- [ASSIGNMENT]
Wherever the string "trimmed" appears in the records, return the line that holds it.

- [INPUT DATA]
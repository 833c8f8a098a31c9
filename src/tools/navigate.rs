use crate::error::{AutofillError, Result};
use crate::quiz::page::PageType;
use crate::tools::{Tool, ToolContext, ToolResult};
use schemars::JsonSchema;
use serde::{Deserialize, Serialize};

/// Add the scheme a pasted LMS address usually lacks
fn normalize_url(url: &str) -> Result<String> {
    let trimmed = url.trim();
    if trimmed.is_empty() {
        return Err(AutofillError::NavigationFailed("Empty URL".to_string()));
    }

    let has_scheme = ["http://", "https://", "file://", "data:", "about:"]
        .iter()
        .any(|scheme| trimmed.starts_with(scheme));
    if has_scheme {
        return Ok(trimmed.to_string());
    }

    // Local test servers rarely speak TLS
    if trimmed.starts_with("localhost") || trimmed.starts_with("127.0.0.1") {
        return Ok(format!("http://{}", trimmed));
    }

    Ok(format!("https://{}", trimmed))
}

/// Parameters for the navigate tool
#[derive(Debug, Clone, Serialize, Deserialize, JsonSchema)]
pub struct NavigateParams {
    /// Quiz attempt or review page URL
    pub url: String,
}

/// Open a quiz page in the browser
#[derive(Default)]
pub struct NavigateTool;

impl Tool for NavigateTool {
    type Params = NavigateParams;

    fn name(&self) -> &str {
        "navigate"
    }

    fn execute_typed(&self, params: NavigateParams, context: &mut ToolContext) -> Result<ToolResult> {
        let url = normalize_url(&params.url)?;
        context.page.navigate(&url)?;

        let page = context.page_context()?;
        if page.page_type == PageType::Unknown {
            log::info!("Opened {} (not a quiz attempt or review page)", page.url);
        }

        Ok(ToolResult::success_with(serde_json::json!({
            "url": page.url,
            "page_type": page.page_type,
            "host": page.host,
        })))
    }
}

- [EXERCISE ANSWER]
    let trimmed = url.trim();
    if trimmed.is_empty() {
        .any(|scheme| trimmed.starts_with(scheme));
        return Ok(trimmed.to_string());
    if trimmed.starts_with("localhost") || trimmed.starts_with("127.0.0.1") {
        return Ok(format!("http://{}", trimmed));
    Ok(format!("https://{}", trimmed))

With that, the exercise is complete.